Given data
use std::collections::HashSet;
use std::fmt;
use std::net::IpAddr;

use chrono::{DateTime, TimeDelta, Utc};
use serde::{Deserialize, Serialize};

use super::error::ChainStatusError;

/// Latest block header fields as reported by the node's REST API.
///
/// Both fields are kept exactly as the node sent them; numeric and time
/// values are derived on demand so a bad field only affects its own metric.
#[derive(Debug, Clone, PartialEq, Eq, Default)]
pub struct NodeStatus {
    pub block_height: String,
    pub block_timestamp: String,
}

impl NodeStatus {
    pub fn new(block_height: impl Into<String>, block_timestamp: impl Into<String>) -> Self {
        Self {
            block_height: block_height.into(),
            block_timestamp: block_timestamp.into(),
        }
    }

    /// Parses the height text as a base-10 number.
    ///
    /// # Errors
    /// Returns [`ChainStatusError::InvalidHeight`] for empty, non-numeric or
    /// non-finite input.
    pub fn block_height(&self) -> Result<f64, ChainStatusError> {
        self.block_height
            .parse::<f64>()
            .ok()
            .filter(|height| height.is_finite())
            .ok_or_else(|| ChainStatusError::InvalidHeight(self.block_height.clone()))
    }

    /// Parses the RFC 3339 block timestamp (fractional seconds allowed).
    pub fn block_time(&self) -> Result<DateTime<Utc>, ChainStatusError> {
        DateTime::parse_from_rfc3339(&self.block_timestamp)
            .map(|time| time.with_timezone(&Utc))
            .map_err(|_| ChainStatusError::InvalidTimestamp(self.block_timestamp.clone()))
    }

    /// Signed distance from the block timestamp to `now`.
    ///
    /// Positive when the block is in the past, negative when the node's
    /// clock runs ahead of ours.
    pub fn time_skew(&self, now: DateTime<Utc>) -> Result<TimeDelta, ChainStatusError> {
        Ok(now.signed_duration_since(self.block_time()?))
    }

    /// [`Self::time_skew`] expressed in nanoseconds.
    pub fn time_skew_nanos(&self, now: DateTime<Utc>) -> Result<f64, ChainStatusError> {
        let skew = self.time_skew(now)?;
        skew.num_nanoseconds()
            .map(|nanos| nanos as f64)
            .ok_or_else(|| ChainStatusError::SkewOutOfRange(skew.to_string()))
    }
}

/// Validator entries of the latest validator set.
#[derive(Debug, Clone, PartialEq, Eq, Default)]
pub struct ValidatorSet {
    pub addresses: Vec<String>,
}

impl ValidatorSet {
    pub fn new(addresses: Vec<String>) -> Self {
        Self { addresses }
    }

    pub fn len(&self) -> usize {
        self.addresses.len()
    }

    pub fn is_empty(&self) -> bool {
        self.addresses.is_empty()
    }
}

/// Set of single-host IP addresses.
///
/// IPv4-mapped IPv6 addresses are folded to plain IPv4 on insert so an
/// address read from `/proc/net/tcp6` compares equal to the same address
/// written in dotted form in the address book.
#[derive(Debug, Clone, Default, PartialEq, Eq)]
pub struct AddressSet {
    addrs: HashSet<IpAddr>,
}

impl AddressSet {
    pub fn new() -> Self {
        Self::default()
    }

    /// Inserts a normalized address. Returns false if it was already present.
    pub fn insert(&mut self, ip: IpAddr) -> bool {
        self.addrs.insert(ip.to_canonical())
    }

    /// Parses an IP literal and inserts it.
    ///
    /// Returns `None` when `raw` is not a valid IP literal, leaving the set
    /// untouched.
    pub fn insert_literal(&mut self, raw: &str) -> Option<bool> {
        normalize_ip(raw).map(|ip| self.insert(ip))
    }

    pub fn contains(&self, ip: &IpAddr) -> bool {
        self.addrs.contains(&ip.to_canonical())
    }

    pub fn len(&self) -> usize {
        self.addrs.len()
    }

    pub fn is_empty(&self) -> bool {
        self.addrs.is_empty()
    }

    pub fn iter(&self) -> impl Iterator<Item = &IpAddr> {
        self.addrs.iter()
    }

    /// Number of addresses present in both sets.
    pub fn intersection_count(&self, other: &AddressSet) -> usize {
        let (small, large) = if self.len() <= other.len() {
            (self, other)
        } else {
            (other, self)
        };
        small
            .addrs
            .iter()
            .filter(|ip| large.addrs.contains(ip))
            .count()
    }
}

impl FromIterator<IpAddr> for AddressSet {
    fn from_iter<I: IntoIterator<Item = IpAddr>>(iter: I) -> Self {
        let mut set = AddressSet::new();
        for ip in iter {
            set.insert(ip);
        }
        set
    }
}

/// Parses a single-host IP literal into its canonical form.
pub fn normalize_ip(raw: &str) -> Option<IpAddr> {
    raw.parse::<IpAddr>().ok().map(|ip| ip.to_canonical())
}

/// Metrics refreshed by the exporter.
#[derive(Debug, Clone, Copy, PartialEq, Eq, Hash)]
pub enum MetricKind {
    BlockHeight,
    TimeSkew,
    Peers,
    Validators,
}

impl MetricKind {
    pub const ALL: [MetricKind; 4] = [
        MetricKind::BlockHeight,
        MetricKind::TimeSkew,
        MetricKind::Peers,
        MetricKind::Validators,
    ];

    /// Label value used on the refresh failure counter.
    pub fn as_str(&self) -> &'static str {
        match self {
            MetricKind::BlockHeight => "block_height",
            MetricKind::TimeSkew => "time_skew",
            MetricKind::Peers => "peers",
            MetricKind::Validators => "validators",
        }
    }
}

impl fmt::Display for MetricKind {
    fn fmt(&self, f: &mut fmt::Formatter<'_>) -> fmt::Result {
        f.write_str(self.as_str())
    }
}

/// Health check status for upstream sources.
#[derive(Debug, Clone, Serialize, Deserialize, PartialEq, Eq)]
#[serde(rename_all = "lowercase")]
pub enum HealthStatus {
    Healthy,
    Degraded,
    Unhealthy,
}

/// Health check response for the exporter.
#[derive(Debug, Clone, Serialize, Deserialize)]
pub struct HealthResponse {
    pub status: HealthStatus,
    pub node_api: HealthStatus,
    pub address_book: HealthStatus,
    pub timestamp: DateTime<Utc>,
}

impl HealthResponse {
    pub fn new(node_api: HealthStatus, address_book: HealthStatus) -> Self {
        let status = match (&node_api, &address_book) {
            (HealthStatus::Healthy, HealthStatus::Healthy) => HealthStatus::Healthy,
            (HealthStatus::Unhealthy, HealthStatus::Unhealthy) => HealthStatus::Unhealthy,
            _ => HealthStatus::Degraded,
        };

        Self {
            status,
            node_api,
            address_book,
            timestamp: Utc::now(),
        }
    }
}

#[cfg(test)]
mod tests {
    use super::*;
    use std::net::{Ipv4Addr, Ipv6Addr};

    fn at(rfc3339: &str) -> DateTime<Utc> {
        DateTime::parse_from_rfc3339(rfc3339)
            .unwrap()
            .with_timezone(&Utc)
    }

    fn set(ips: &[&str]) -> AddressSet {
        let mut set = AddressSet::new();
        for ip in ips {
            set.insert_literal(ip).unwrap();
        }
        set
    }

    #[test]
    fn test_block_height_parses_decimal_text() {
        let status = NodeStatus::new("12345", "2024-01-01T00:00:00Z");
        assert_eq!(status.block_height().unwrap(), 12345.0);

        let status = NodeStatus::new("9007199254740993", "");
        assert_eq!(status.block_height().unwrap(), 9007199254740993_f64);
    }

    #[test]
    fn test_block_height_rejects_garbage() {
        for bad in ["", "abc", "12a", " 12", "NaN", "inf"] {
            let status = NodeStatus::new(bad, "");
            assert_eq!(
                status.block_height(),
                Err(ChainStatusError::InvalidHeight(bad.to_string())),
                "{bad:?} should be rejected"
            );
        }
    }

    #[test]
    fn test_time_skew_past_block_is_positive() {
        let status = NodeStatus::new("1", "2024-01-01T00:00:00.000000000Z");
        let skew = status.time_skew(at("2024-01-01T00:00:05Z")).unwrap();
        assert_eq!(skew, TimeDelta::seconds(5));

        let nanos = status.time_skew_nanos(at("2024-01-01T00:00:05Z")).unwrap();
        assert_eq!(nanos, 5_000_000_000.0);
    }

    #[test]
    fn test_time_skew_future_block_is_negative() {
        let status = NodeStatus::new("1", "2024-01-01T00:00:10.250000000Z");
        let skew = status.time_skew(at("2024-01-01T00:00:10Z")).unwrap();
        assert_eq!(skew, TimeDelta::milliseconds(-250));
    }

    #[test]
    fn test_time_skew_keeps_nanosecond_precision() {
        let status = NodeStatus::new("1", "2024-01-01T00:00:00.000000001Z");
        let nanos = status
            .time_skew_nanos(at("2024-01-01T00:00:00.000000003Z"))
            .unwrap();
        assert_eq!(nanos, 2.0);
    }

    #[test]
    fn test_time_skew_honours_offsets() {
        let status = NodeStatus::new("1", "2024-01-01T02:00:00+02:00");
        let skew = status.time_skew(at("2024-01-01T00:00:01Z")).unwrap();
        assert_eq!(skew, TimeDelta::seconds(1));
    }

    #[test]
    fn test_time_skew_rejects_bad_timestamp() {
        let status = NodeStatus::new("1", "yesterday");
        assert_eq!(
            status.time_skew(Utc::now()),
            Err(ChainStatusError::InvalidTimestamp("yesterday".to_string()))
        );
    }

    #[test]
    fn test_intersection_is_symmetric() {
        let a = set(&["10.0.0.1", "10.0.0.2", "10.0.0.3"]);
        let b = set(&["10.0.0.2", "10.0.0.3", "10.0.0.4", "10.0.0.5"]);
        assert_eq!(a.intersection_count(&b), 2);
        assert_eq!(b.intersection_count(&a), 2);
    }

    #[test]
    fn test_intersection_of_disjoint_sets_is_zero() {
        let a = set(&["10.0.0.1", "10.0.0.2"]);
        let b = set(&["192.168.0.1"]);
        assert_eq!(a.intersection_count(&b), 0);
        assert_eq!(a.intersection_count(&AddressSet::new()), 0);
    }

    #[test]
    fn test_intersection_of_subset_is_subset_size() {
        let a = set(&["10.0.0.1", "10.0.0.2"]);
        let b = set(&["10.0.0.1", "10.0.0.2", "10.0.0.3"]);
        assert_eq!(a.intersection_count(&b), a.len());
    }

    #[test]
    fn test_address_set_deduplicates() {
        let mut addrs = AddressSet::new();
        assert_eq!(addrs.insert_literal("10.0.0.1"), Some(true));
        assert_eq!(addrs.insert_literal("10.0.0.1"), Some(false));
        assert_eq!(addrs.len(), 1);
    }

    #[test]
    fn test_address_set_folds_ipv4_mapped() {
        let mut addrs = AddressSet::new();
        addrs.insert(IpAddr::V6(Ipv4Addr::new(10, 0, 0, 7).to_ipv6_mapped()));
        assert!(addrs.contains(&IpAddr::V4(Ipv4Addr::new(10, 0, 0, 7))));
        assert_eq!(addrs.insert_literal("::ffff:10.0.0.7"), Some(false));
    }

    #[test]
    fn test_normalize_ip() {
        assert_eq!(
            normalize_ip("10.0.0.1"),
            Some(IpAddr::V4(Ipv4Addr::new(10, 0, 0, 1)))
        );
        assert_eq!(normalize_ip("::1"), Some(IpAddr::V6(Ipv6Addr::LOCALHOST)));
        assert_eq!(normalize_ip("10.0.0.256"), None);
        assert_eq!(normalize_ip("10.0.0.1/32"), None);
        assert_eq!(normalize_ip(""), None);
    }

    #[test]
    fn test_metric_kind_labels_are_unique() {
        let labels: HashSet<_> = MetricKind::ALL.iter().map(MetricKind::as_str).collect();
        assert_eq!(labels.len(), MetricKind::ALL.len());
        assert_eq!(MetricKind::Peers.to_string(), "peers");
    }

    #[test]
    fn test_health_response_healthy() {
        let response = HealthResponse::new(HealthStatus::Healthy, HealthStatus::Healthy);
        assert_eq!(response.status, HealthStatus::Healthy);
    }

    #[test]
    fn test_health_response_degraded() {
        let response = HealthResponse::new(HealthStatus::Healthy, HealthStatus::Unhealthy);
        assert_eq!(response.status, HealthStatus::Degraded);
    }

    #[test]
    fn test_health_response_unhealthy() {
        let response = HealthResponse::new(HealthStatus::Unhealthy, HealthStatus::Unhealthy);
        assert_eq!(response.status, HealthStatus::Unhealthy);
    }

    #[test]
    fn test_health_status_serialization() {
        let json = serde_json::to_string(&HealthStatus::Degraded).unwrap();
        assert_eq!(json, "\"degraded\"");
    }
}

Task instructions
Which lines of the listing contain the word "NodeStatus"? Copy each of them.

Solution to this problem
pub struct NodeStatus {
impl NodeStatus {
        let status = NodeStatus::new("12345", "2024-01-01T00:00:00Z");
        let status = NodeStatus::new("9007199254740993", "");
            let status = NodeStatus::new(bad, "");
        let status = NodeStatus::new("1", "2024-01-01T00:00:00.000000000Z");
        let status = NodeStatus::new("1", "2024-01-01T00:00:10.250000000Z");
        let status = NodeStatus::new("1", "2024-01-01T00:00:00.000000001Z");
        let status = NodeStatus::new("1", "2024-01-01T02:00:00+02:00");
        let status = NodeStatus::new("1", "yesterday");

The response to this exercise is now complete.